» **WHAT TO DO**:
No line before the one containing "let update = if" should appear; that line and all lines after it, through the end of the data, are to be set down exactly.

Collected data entries

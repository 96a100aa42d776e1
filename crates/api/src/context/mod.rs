//! Application context - dependency injection container

use std::sync::Arc;

use eventdesk_core::{Clock, EventService, SystemClock, UserService};
use eventdesk_domain::{Config, Result};
use eventdesk_infra::{
    DbManager, HealthStatus, InfraError, SqliteAttendeeRepository, SqliteEventRepository,
    SqliteUserRepository,
};
use tokio::task;

/// Application context - holds all services and dependencies
pub struct AppContext {
    /// Configuration the context was built from
    pub config: Config,
    /// Shared database pool and schema manager
    pub db: Arc<DbManager>,
    /// Event creation, listing and attendee import
    pub events: Arc<EventService>,
    /// User registry
    pub users: Arc<UserService>,
}

impl AppContext {
    /// Open the configured database, apply the schema and wire services
    /// against the system clock
    pub async fn new(config: Config) -> Result<Self> {
        Self::new_with_clock(config, Arc::new(SystemClock)).await
    }

    /// Same as [`AppContext::new`] with an explicit time source
    ///
    /// Tests use this to pin "now".
    pub async fn new_with_clock(config: Config, clock: Arc<dyn Clock>) -> Result<Self> {
        let db_config = config.database.clone();

        let db = task::spawn_blocking(move || -> Result<DbManager> {
            let manager = DbManager::new(&db_config.path, db_config.pool_size)?;
            manager.run_migrations()?;
            Ok(manager)
        })
        .await
        .map_err(InfraError::from)??;
        let db = Arc::new(db);

        let event_repository = Arc::new(SqliteEventRepository::new(Arc::clone(&db)));
        let attendee_repository = Arc::new(SqliteAttendeeRepository::new(Arc::clone(&db)));
        let user_repository = Arc::new(SqliteUserRepository::new(Arc::clone(&db)));

        let events = Arc::new(EventService::new(
            event_repository,
            attendee_repository,
            user_repository.clone(),
            clock,
        ));
        let users = Arc::new(UserService::new(user_repository));

        tracing::info!(db_path = %db.path().display(), "application context initialised");

        Ok(Self { config, db, events, users })
    }

    /// Check database connectivity off the async runtime
    ///
    /// Returns the pool occupancy seen by the check.
    pub async fn health_check(&self) -> Result<HealthStatus> {
        let db = Arc::clone(&self.db);
        task::spawn_blocking(move || db.health_check()).await.map_err(InfraError::from)?
    }
}
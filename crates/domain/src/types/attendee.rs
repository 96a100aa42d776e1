//! Attendance records

use serde::{Deserialize, Serialize};

use super::event::EventId;
use super::user::UserId;
use super::window::TimeWindow;

/// Registration of one user for one event. `(user_id, event_id)` is unique.
#[derive(Debug, Clone, Copy, PartialEq, Eq, Hash, Serialize, Deserialize)]
#[serde(rename_all = "camelCase")]
pub struct EventAttendee {
    /// Attending user.
    pub user_id: UserId,
    /// Attended event.
    pub event_id: EventId,
}

/// An existing attendance joined with the window of the attended event.
#[derive(Debug, Clone, Copy, PartialEq, Eq)]
pub struct Commitment {
    /// Committed user.
    pub user_id: UserId,
    /// Event the user attends.
    pub event_id: EventId,
    /// Window of that event.
    pub window: TimeWindow,
}
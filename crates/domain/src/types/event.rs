//! Event records

use chrono::{DateTime, Utc};
use serde::{Deserialize, Serialize};

use super::window::TimeWindow;

/// Store-assigned event identifier.
pub type EventId = i64;

/// A persisted event.
#[derive(Debug, Clone, PartialEq, Eq, Serialize, Deserialize)]
#[serde(rename_all = "camelCase")]
pub struct Event {
    /// Store-assigned id.
    pub event_id: EventId,
    /// Display name; duplicates are allowed when windows do not overlap.
    pub event_name: String,
    /// Inclusive start, millisecond precision.
    pub start_date_time: DateTime<Utc>,
    /// Exclusive end, millisecond precision.
    pub end_date_time: DateTime<Utc>,
}

impl Event {
    /// The event's `[start, end)` window.
    pub fn window(&self) -> TimeWindow {
        TimeWindow { start: self.start_date_time, end: self.end_date_time }
    }
}

/// A validated event that has not been stored yet.
#[derive(Debug, Clone, PartialEq, Eq)]
pub struct NewEvent {
    /// Non-blank name.
    pub event_name: String,
    /// Validated window.
    pub window: TimeWindow,
}

impl NewEvent {
    /// Attach the id assigned by the store.
    pub fn into_event(self, event_id: EventId) -> Event {
        Event {
            event_id,
            event_name: self.event_name,
            start_date_time: self.window.start,
            end_date_time: self.window.end,
        }
    }
}
//! # EventDesk Core
//!
//! Pure business logic layer - no infrastructure dependencies.
//!
//! This crate contains:
//! - Port interfaces (traits) for event, user and attendee storage
//! - The attendee conflict evaluator
//! - Event and user services
//!
//! ## Architecture Principles
//! - Only depends on `eventdesk-domain`
//! - No database, HTTP, or platform code
//! - All external dependencies via traits
//! - Pure, testable business logic

pub mod clock;
pub mod events;
pub mod users;

// Re-export specific items to avoid ambiguity
pub use clock::{Clock, FixedClock, SystemClock};
pub use events::conflict::{partition_candidates, Partition};
pub use events::ports::{AttendeeRepository, EventRepository};
pub use events::{CreateEvent, EventService};
pub use users::ports::UserRepository;
pub use users::UserService;
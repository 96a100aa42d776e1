//! Outcome of an attendee import

use serde::ser::{Serialize, SerializeStruct, Serializer};

use crate::constants::MSG_ALL_ATTENDEES_IMPORTED;

/// Result of importing a batch of attendees into an event.
///
/// Serializes to one of two JSON shapes:
///
/// ```json
/// {"message": "...", "importedAttendeesCount": 3}
/// {"message": "...", "importedAttendeesCount": 1, "conflictingAttendeesCount": 2,
///  "conflictingAttendees": ["Ana", "Ben"]}
/// ```
#[derive(Debug, Clone, PartialEq, Eq)]
pub enum ImportResult {
    /// Every candidate was imported.
    Clean {
        /// Rows written.
        imported_count: usize,
    },
    /// At least one candidate had an overlapping commitment.
    WithConflicts {
        /// Rows written.
        imported_count: usize,
        /// Number of entries in `conflicting_names`.
        conflicting_count: usize,
        /// Display names of the conflicting users, in request order.
        conflicting_names: Vec<String>,
    },
}

impl ImportResult {
    /// Choose the variant from the number imported and the resolved names of
    /// the conflicting users.
    pub fn from_outcome(imported_count: usize, conflicting_names: Vec<String>) -> Self {
        if conflicting_names.is_empty() {
            Self::Clean { imported_count }
        } else {
            Self::WithConflicts {
                imported_count,
                conflicting_count: conflicting_names.len(),
                conflicting_names,
            }
        }
    }

    /// Attendees written by the import.
    pub fn imported_count(&self) -> usize {
        match self {
            Self::Clean { imported_count } | Self::WithConflicts { imported_count, .. } => {
                *imported_count
            }
        }
    }

    /// Attendees skipped because of a conflict.
    pub fn conflicting_count(&self) -> usize {
        match self {
            Self::Clean { .. } => 0,
            Self::WithConflicts { conflicting_count, .. } => *conflicting_count,
        }
    }

    /// Client-facing summary line.
    pub fn message(&self) -> String {
        match self {
            Self::Clean { .. } => MSG_ALL_ATTENDEES_IMPORTED.to_string(),
            Self::WithConflicts { imported_count, conflicting_count, .. } => format!(
                "{} attendees imported successfully. {} attendees have conflicts.",
                imported_count, conflicting_count
            ),
        }
    }
}

impl Serialize for ImportResult {
    fn serialize<S: Serializer>(&self, serializer: S) -> Result<S::Ok, S::Error> {
        match self {
            Self::Clean { imported_count } => {
                let mut state = serializer.serialize_struct("ImportResult", 2)?;
                state.serialize_field("message", &self.message())?;
                state.serialize_field("importedAttendeesCount", imported_count)?;
                state.end()
            }
            Self::WithConflicts { imported_count, conflicting_count, conflicting_names } => {
                let mut state = serializer.serialize_struct("ImportResult", 4)?;
                state.serialize_field("message", &self.message())?;
                state.serialize_field("importedAttendeesCount", imported_count)?;
                state.serialize_field("conflictingAttendeesCount", conflicting_count)?;
                state.serialize_field("conflictingAttendees", conflicting_names)?;
                state.end()
            }
        }
    }
}
//! Configuration loader
//!
//! Loads application configuration from environment variables or files.
//!
//! ## Loading Strategy
//! 1. If `EVENTDESK_DB_PATH` is set, loads from environment variables and
//!    fails on any missing or invalid value
//! 2. Otherwise falls back to loading from file
//! 3. Searches several paths for config files
//! 4. Supports JSON and TOML formats
//! 5. Uses built-in defaults when no file exists
//!
//! Optional variables override whichever source won.
//!
//! ## Environment Variables
//! - `EVENTDESK_DB_PATH`: Database file path (required for env loading)
//! - `EVENTDESK_DB_POOL_SIZE`: Connection pool size (required for env loading)
//! - `EVENTDESK_HOST`: Listen address
//! - `EVENTDESK_PORT`: Listen port
//! - `EVENTDESK_LOG_LEVEL`: Log filter directive
//! - `EVENTDESK_LOG_JSON`: Emit JSON logs (true/false)
//!
//! ## File Locations
//! The loader searches the following paths (in order):
//! 1. `./config.json` or `./config.toml` (current working directory)
//! 2. `./eventdesk.json` or `./eventdesk.toml` (current working directory)
//! 3. `../config.json` or `../config.toml` (parent directory)
//! 4. `../../config.json` or `../../config.toml` (grandparent directory)
//! 5. Relative to executable location

use std::path::{Path, PathBuf};

use eventdesk_domain::{Config, DatabaseConfig, EventDeskError, Result};

const ENV_DB_PATH: &str = "EVENTDESK_DB_PATH";
const ENV_DB_POOL_SIZE: &str = "EVENTDESK_DB_POOL_SIZE";
const ENV_HOST: &str = "EVENTDESK_HOST";
const ENV_PORT: &str = "EVENTDESK_PORT";
const ENV_LOG_LEVEL: &str = "EVENTDESK_LOG_LEVEL";
const ENV_LOG_JSON: &str = "EVENTDESK_LOG_JSON";

/// Load configuration with automatic fallback strategy
///
/// # Errors
/// Returns `EventDeskError::Config` if a discovered file cannot be parsed or
/// an environment variable holds an invalid value.
pub fn load() -> Result<Config> {
    if std::env::var_os(ENV_DB_PATH).is_some() {
        let config = load_from_env()?;
        tracing::info!("Configuration loaded from environment variables");
        return Ok(config);
    }

    tracing::debug!("{} not set, trying config file", ENV_DB_PATH);

    match find_config_file() {
        Some(path) => load_from_file(Some(path)),
        None => {
            tracing::info!("No configuration file found, using defaults");
            apply_env_overrides(Config::default())
        }
    }
}

/// Load configuration from environment variables
///
/// `EVENTDESK_DB_PATH` and `EVENTDESK_DB_POOL_SIZE` must be present; the
/// remaining variables are optional.
///
/// # Errors
/// Returns `EventDeskError::Config` if required variables are missing
/// or have invalid values.
pub fn load_from_env() -> Result<Config> {
    let db_path = env_var(ENV_DB_PATH)?;
    let db_pool_size = env_var(ENV_DB_POOL_SIZE).and_then(|s| {
        s.parse::<u32>().map_err(|e| EventDeskError::Config(format!("Invalid pool size: {}", e)))
    })?;

    apply_env_overrides(Config {
        database: DatabaseConfig { path: db_path, pool_size: db_pool_size },
        ..Config::default()
    })
}

/// Load configuration from a file
///
/// If `path` is `None`, searches several locations for config files.
/// Supports both JSON and TOML formats (detected by file extension).
///
/// # Errors
/// Returns `EventDeskError::Config` if:
/// - File not found (when path is specified)
/// - No config file found (when path is `None`)
/// - File format is invalid
/// - Required fields are missing
pub fn load_from_file(path: Option<PathBuf>) -> Result<Config> {
    let config_path = match path {
        Some(p) => {
            if !p.exists() {
                return Err(EventDeskError::Config(format!(
                    "Config file not found: {}",
                    p.display()
                )));
            }
            p
        }
        None => find_config_file().ok_or_else(|| {
            EventDeskError::Config(
                "No config file found in any of the standard locations".to_string(),
            )
        })?,
    };

    tracing::info!(path = %config_path.display(), "Loading configuration from file");

    let contents = std::fs::read_to_string(&config_path)
        .map_err(|e| EventDeskError::Config(format!("Failed to read config file: {}", e)))?;

    apply_env_overrides(parse_config(&contents, &config_path)?)
}

/// Apply the optional `EVENTDESK_*` variables on top of `config`
///
/// # Errors
/// Returns `EventDeskError::Config` if `EVENTDESK_PORT` is not a valid port.
pub fn apply_env_overrides(mut config: Config) -> Result<Config> {
    if let Ok(host) = std::env::var(ENV_HOST) {
        config.server.host = host;
    }
    if let Ok(port) = std::env::var(ENV_PORT) {
        config.server.port = port
            .parse::<u16>()
            .map_err(|e| EventDeskError::Config(format!("Invalid port: {}", e)))?;
    }
    if let Ok(level) = std::env::var(ENV_LOG_LEVEL) {
        config.logging.level = level;
    }
    config.logging.json = env_bool(ENV_LOG_JSON, config.logging.json);
    Ok(config)
}

/// Parse configuration from string content
///
/// Format is detected by file extension (`.json` or `.toml`).
fn parse_config(contents: &str, path: &Path) -> Result<Config> {
    let extension = path.extension().and_then(|e| e.to_str()).unwrap_or("json");

    match extension {
        "toml" => toml::from_str(contents)
            .map_err(|e| EventDeskError::Config(format!("Invalid TOML format: {}", e))),
        "json" => serde_json::from_str(contents)
            .map_err(|e| EventDeskError::Config(format!("Invalid JSON format: {}", e))),
        _ => Err(EventDeskError::Config(format!("Unsupported config format: {}", extension))),
    }
}

/// Search several paths for a configuration file
///
/// # Returns
/// The first config file found, or `None` if no file exists.
pub fn find_config_file() -> Option<PathBuf> {
    let mut candidates = Vec::new();

    if let Ok(cwd) = std::env::current_dir() {
        candidates.extend(candidates_in(&cwd));
    }

    if let Ok(exe_path) = std::env::current_exe() {
        if let Some(exe_dir) = exe_path.parent() {
            candidates.extend(candidates_in(exe_dir));
        }
    }

    candidates.into_iter().find(|path| path.exists())
}

fn candidates_in(dir: &Path) -> Vec<PathBuf> {
    vec![
        dir.join("config.json"),
        dir.join("config.toml"),
        dir.join("eventdesk.json"),
        dir.join("eventdesk.toml"),
        dir.join("../config.json"),
        dir.join("../config.toml"),
        dir.join("../../config.json"),
        dir.join("../../config.toml"),
    ]
}

/// Get required environment variable
fn env_var(key: &str) -> Result<String> {
    std::env::var(key).map_err(|_| {
        EventDeskError::Config(format!("Missing required environment variable: {}", key))
    })
}

/// Parse boolean from environment variable
///
/// Accepts: `1`/`0`, `true`/`false`, `yes`/`no`, `on`/`off` (case-insensitive)
fn env_bool(key: &str, default: bool) -> bool {
    std::env::var(key)
        .ok()
        .map(|s| matches!(s.to_ascii_lowercase().as_str(), "1" | "true" | "yes" | "on"))
        .unwrap_or(default)
}
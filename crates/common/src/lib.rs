//! Modular common utilities shared across EventDesk crates.
//!
//! # Feature Tiers
//!
//! Enable cargo features to opt into the tiers you need:
//! - `foundation`: error classification
//! - `platform`: SQLite storage primitives (pool, connection, pragmas)
//! - `observability`: tracing instrumentation (pulled in by `platform`)
//! - `test-utils`: temporary directory helpers for tests

#![forbid(unsafe_code)]
#![warn(rust_2018_idioms)]
#![warn(clippy::all, clippy::perf, clippy::complexity, clippy::suspicious)]

// Foundation tier
// -----------------------------------------------------------------
#[cfg(feature = "foundation")]
pub mod error;

// Platform tier
// -------------------------------------------------------------------
#[cfg(feature = "platform")]
pub mod storage;

// Testing utilities
// ---------------------------------------------------------------
#[cfg(any(feature = "test-utils", test))]
pub mod testing;

// Re-export commonly used types and traits for convenience
// ------------------------
#[cfg(feature = "foundation")]
pub use error::{ErrorClassification, ErrorSeverity};
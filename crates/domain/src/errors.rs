//! Error types used throughout the application

use serde::{Deserialize, Serialize};
use thiserror::Error;

/// Main error type for EventDesk
///
/// `InvalidInput` and `NotFound` carry client-facing messages and are
/// rendered verbatim. Every other variant is internal and never reaches a
/// client.
#[derive(Error, Debug, Clone, PartialEq, Eq, Serialize, Deserialize)]
#[serde(tag = "type", content = "message")]
pub enum EventDeskError {
    #[error("Database error: {0}")]
    Database(String),

    #[error("Configuration error: {0}")]
    Config(String),

    #[error("{0}")]
    NotFound(String),

    #[error("{0}")]
    InvalidInput(String),

    #[error("Internal error: {0}")]
    Internal(String),
}

impl EventDeskError {
    /// Whether the message is safe to show to an API client.
    pub fn is_client_error(&self) -> bool {
        matches!(self, Self::NotFound(_) | Self::InvalidInput(_))
    }
}

/// Result type alias for EventDesk operations
pub type Result<T> = std::result::Result<T, EventDeskError>;
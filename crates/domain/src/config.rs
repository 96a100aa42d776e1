//! Application configuration structures

use serde::{Deserialize, Serialize};

use crate::constants::{
    DEFAULT_DB_PATH, DEFAULT_DB_POOL_SIZE, DEFAULT_HOST, DEFAULT_LOG_LEVEL, DEFAULT_PORT,
};

/// Top-level configuration
#[derive(Debug, Clone, Default, PartialEq, Eq, Serialize, Deserialize)]
pub struct Config {
    /// SQLite file and pool size; required in files
    pub database: DatabaseConfig,
    #[serde(default)]
    /// Listener address
    pub server: ServerConfig,
    #[serde(default)]
    /// Log filter and format
    pub logging: LoggingConfig,
}

/// Database configuration
#[derive(Debug, Clone, PartialEq, Eq, Serialize, Deserialize)]
pub struct DatabaseConfig {
    /// Database file; parent directories are created on open
    pub path: String,
    /// Maximum pooled connections
    pub pool_size: u32,
}

/// HTTP listener configuration
#[derive(Debug, Clone, PartialEq, Eq, Serialize, Deserialize)]
pub struct ServerConfig {
    /// Interface to bind
    pub host: String,
    /// TCP port
    pub port: u16,
}

impl ServerConfig {
    /// `host:port` string suitable for binding a listener.
    pub fn bind_address(&self) -> String {
        format!("{}:{}", self.host, self.port)
    }
}

/// Logging configuration
///
/// `level` is an `EnvFilter` directive; `RUST_LOG` takes precedence when set.
#[derive(Debug, Clone, PartialEq, Eq, Serialize, Deserialize)]
pub struct LoggingConfig {
    /// Default filter directive
    pub level: String,
    /// Emit JSON lines instead of compact text
    #[serde(default)]
    pub json: bool,
}

impl Default for DatabaseConfig {
    fn default() -> Self {
        Self { path: DEFAULT_DB_PATH.to_string(), pool_size: DEFAULT_DB_POOL_SIZE }
    }
}

impl Default for ServerConfig {
    fn default() -> Self {
        Self { host: DEFAULT_HOST.to_string(), port: DEFAULT_PORT }
    }
}

impl Default for LoggingConfig {
    fn default() -> Self {
        Self { level: DEFAULT_LOG_LEVEL.to_string(), json: false }
    }
}
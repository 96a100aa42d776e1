//! Application constants
//!
//! Client-facing messages are part of the HTTP contract and must not change
//! wording.

// Event creation
/// Event created without a name.
pub const MSG_EVENT_NAME_REQUIRED: &str = "The eventName field is required.";
/// Event window with `start >= end`.
pub const MSG_END_BEFORE_START: &str = "End date must be after start date.";
/// Same-named event already occupies an overlapping window.
pub const MSG_DUPLICATE_EVENT: &str = "An event already exists within the specified date range.";
/// Generic 500 body for event creation.
pub const MSG_CREATE_EVENT_FAILED: &str = "An error occurred while creating the event.";

// Event queries
/// Generic 500 body for event listing.
pub const MSG_LIST_EVENTS_FAILED: &str = "An error occurred while fetching events.";

// Attendee import
/// Unknown event id on import or attendee listing.
pub const MSG_EVENT_NOT_FOUND: &str = "Event not found. Please try to provide a valid EventId.";
/// Import summary when nobody conflicted.
pub const MSG_ALL_ATTENDEES_IMPORTED: &str =
    "All attendees were imported successfully without conflicts.";
/// Generic 500 body for attendee import.
pub const MSG_IMPORT_FAILED: &str = "An error occurred while importing attendees.";
/// Generic 500 body for attendee listing.
pub const MSG_LIST_ATTENDEES_FAILED: &str = "An error occurred while fetching attendees.";

// Users
/// User created without a name.
pub const MSG_USER_NAME_REQUIRED: &str = "The userName field is required.";
/// Generic 500 body for user creation.
pub const MSG_CREATE_USER_FAILED: &str = "An error occurred while creating the user.";
/// Generic 500 body for user listing.
pub const MSG_LIST_USERS_FAILED: &str = "An error occurred while fetching users.";

/// Length of the window assigned when an event omits its end time.
pub const DEFAULT_EVENT_DURATION_HOURS: i64 = 24;

// Server defaults
/// Listen interface when none is configured.
pub const DEFAULT_HOST: &str = "127.0.0.1";
/// Listen port when none is configured.
pub const DEFAULT_PORT: u16 = 8080;
/// Database file when none is configured.
pub const DEFAULT_DB_PATH: &str = "eventdesk.db";
/// Pool size when none is configured.
pub const DEFAULT_DB_POOL_SIZE: u32 = 8;
/// Filter directive when neither config nor `RUST_LOG` sets one.
pub const DEFAULT_LOG_LEVEL: &str = "info";
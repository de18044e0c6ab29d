use async_trait::async_trait;
use bson::oid::ObjectId;
use chrono::Utc;

use crate::db::models::Document;
use crate::error::AppError;

/// Fields a document owner may change after creation.
#[derive(Debug, Clone, Default)]
pub struct DocumentUpdate {
    pub title: Option<String>,
    pub description: Option<String>,
}

/// Repository trait for document operations.
///
/// This trait allows mocking the database layer in tests.
#[async_trait]
pub trait DocumentRepository: Send + Sync {
    /// Insert a new document and return it with its id assigned.
    async fn create(&self, doc: Document) -> Result<Document, AppError>;

    /// Find a document by its id.
    async fn find_by_id(&self, id: &ObjectId) -> Result<Option<Document>, AppError>;

    /// List documents, newest first. When `search` is set, only documents
    /// whose title or description contains the term (case-insensitive).
    async fn list(&self, search: Option<&str>) -> Result<Vec<Document>, AppError>;

    /// List one author's documents, newest first.
    async fn list_by_author(&self, author: &str) -> Result<Vec<Document>, AppError>;

    /// Apply a metadata update and return the new document state.
    async fn update(
        &self,
        id: &ObjectId,
        update: DocumentUpdate,
    ) -> Result<Option<Document>, AppError>;

    /// Delete a document. Returns false if it did not exist.
    async fn delete(&self, id: &ObjectId) -> Result<bool, AppError>;

    /// Flip `user_id`'s membership in the like set and return the new state.
    ///
    /// Toggling twice with the same identity restores the original set.
    async fn toggle_like(
        &self,
        id: &ObjectId,
        user_id: &str,
    ) -> Result<Option<Document>, AppError>;
}

/// Escape a user-supplied search term for use inside a `$regex` filter,
/// so it matches as a literal substring.
fn escape_regex(term: &str) -> String {
    let mut escaped = String::with_capacity(term.len());
    for c in term.chars() {
        if matches!(
            c,
            '\\' | '^' | '$' | '.' | '|' | '?' | '*' | '+' | '(' | ')' | '[' | ']' | '{' | '}'
        ) {
            escaped.push('\\');
        }
        escaped.push(c);
    }
    escaped
}

/// MongoDB implementation of the DocumentRepository.
pub struct MongoDocumentRepository {
    collection: mongodb::Collection<Document>,
}

impl MongoDocumentRepository {
    pub fn new(db: &mongodb::Database) -> Self {
        Self {
            collection: db.collection("documents"),
        }
    }
}

#[async_trait]
impl DocumentRepository for MongoDocumentRepository {
    async fn create(&self, mut doc: Document) -> Result<Document, AppError> {
        doc.id = Some(ObjectId::new());

        self.collection
            .insert_one(&doc)
            .await
            .map_err(|e| AppError::Database(e.to_string()))?;

        Ok(doc)
    }

    async fn find_by_id(&self, id: &ObjectId) -> Result<Option<Document>, AppError> {
        use mongodb::bson::doc;

        self.collection
            .find_one(doc! { "_id": *id })
            .await
            .map_err(|e| AppError::Database(e.to_string()))
    }

    async fn list(&self, search: Option<&str>) -> Result<Vec<Document>, AppError> {
        use mongodb::bson::doc;
        use mongodb::options::FindOptions;

        let filter = match search {
            Some(term) if !term.is_empty() => {
                let pattern = escape_regex(term);
                doc! {
                    "$or": [
                        { "title": { "$regex": &pattern, "$options": "i" } },
                        { "description": { "$regex": &pattern, "$options": "i" } },
                    ]
                }
            }
            _ => doc! {},
        };

        let options = FindOptions::builder()
            .sort(doc! { "created_at": -1 })
            .build();

        let mut cursor = self
            .collection
            .find(filter)
            .with_options(options)
            .await
            .map_err(|e| AppError::Database(e.to_string()))?;

        let mut documents = Vec::new();
        use futures::TryStreamExt;
        while let Some(doc) = cursor
            .try_next()
            .await
            .map_err(|e| AppError::Database(e.to_string()))?
        {
            documents.push(doc);
        }

        Ok(documents)
    }

    async fn list_by_author(&self, author: &str) -> Result<Vec<Document>, AppError> {
        use mongodb::bson::doc;
        use mongodb::options::FindOptions;

        let options = FindOptions::builder()
            .sort(doc! { "created_at": -1 })
            .build();

        let mut cursor = self
            .collection
            .find(doc! { "author": author })
            .with_options(options)
            .await
            .map_err(|e| AppError::Database(e.to_string()))?;

        let mut documents = Vec::new();
        use futures::TryStreamExt;
        while let Some(doc) = cursor
            .try_next()
            .await
            .map_err(|e| AppError::Database(e.to_string()))?
        {
            documents.push(doc);
        }

        Ok(documents)
    }

    async fn update(
        &self,
        id: &ObjectId,
        update: DocumentUpdate,
    ) -> Result<Option<Document>, AppError> {
        use mongodb::bson::doc;
        use mongodb::options::ReturnDocument;

        let mut set = doc! {
            "updated_at": bson::DateTime::from_chrono(Utc::now()),
        };
        if let Some(title) = update.title {
            set.insert("title", title);
        }
        if let Some(description) = update.description {
            set.insert("description", description);
        }

        self.collection
            .find_one_and_update(doc! { "_id": *id }, doc! { "$set": set })
            .return_document(ReturnDocument::After)
            .await
            .map_err(|e| AppError::Database(e.to_string()))
    }

    async fn delete(&self, id: &ObjectId) -> Result<bool, AppError> {
        use mongodb::bson::doc;

        let result = self
            .collection
            .delete_one(doc! { "_id": *id })
            .await
            .map_err(|e| AppError::Database(e.to_string()))?;

        Ok(result.deleted_count > 0)
    }

    async fn toggle_like(
        &self,
        id: &ObjectId,
        user_id: &str,
    ) -> Result<Option<Document>, AppError> {
        use mongodb::bson::doc;
        use mongodb::options::ReturnDocument;

        let Some(current) = self.find_by_id(id).await? else {
            return Ok(None);
        };

        // $addToSet keeps the like set duplicate-free even if two toggles race.
        let update = if current.likes.iter().any(|l| l == user_id) {
            doc! { "$pull": { "likes": user_id } }
        } else {
            doc! { "$addToSet": { "likes": user_id } }
        };

        self.collection
            .find_one_and_update(doc! { "_id": *id }, update)
            .return_document(ReturnDocument::After)
            .await
            .map_err(|e| AppError::Database(e.to_string()))
    }
}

» **REPLY TO THE TASK**:
        let update = if current.likes.iter().any(|l| l == user_id) {
            doc! { "$pull": { "likes": user_id } }
        } else {
            doc! { "$addToSet": { "likes": user_id } }
        };

        self.collection
            .find_one_and_update(doc! { "_id": *id }, update)
            .return_document(ReturnDocument::After)
            .await
            .map_err(|e| AppError::Database(e.to_string()))
    }
}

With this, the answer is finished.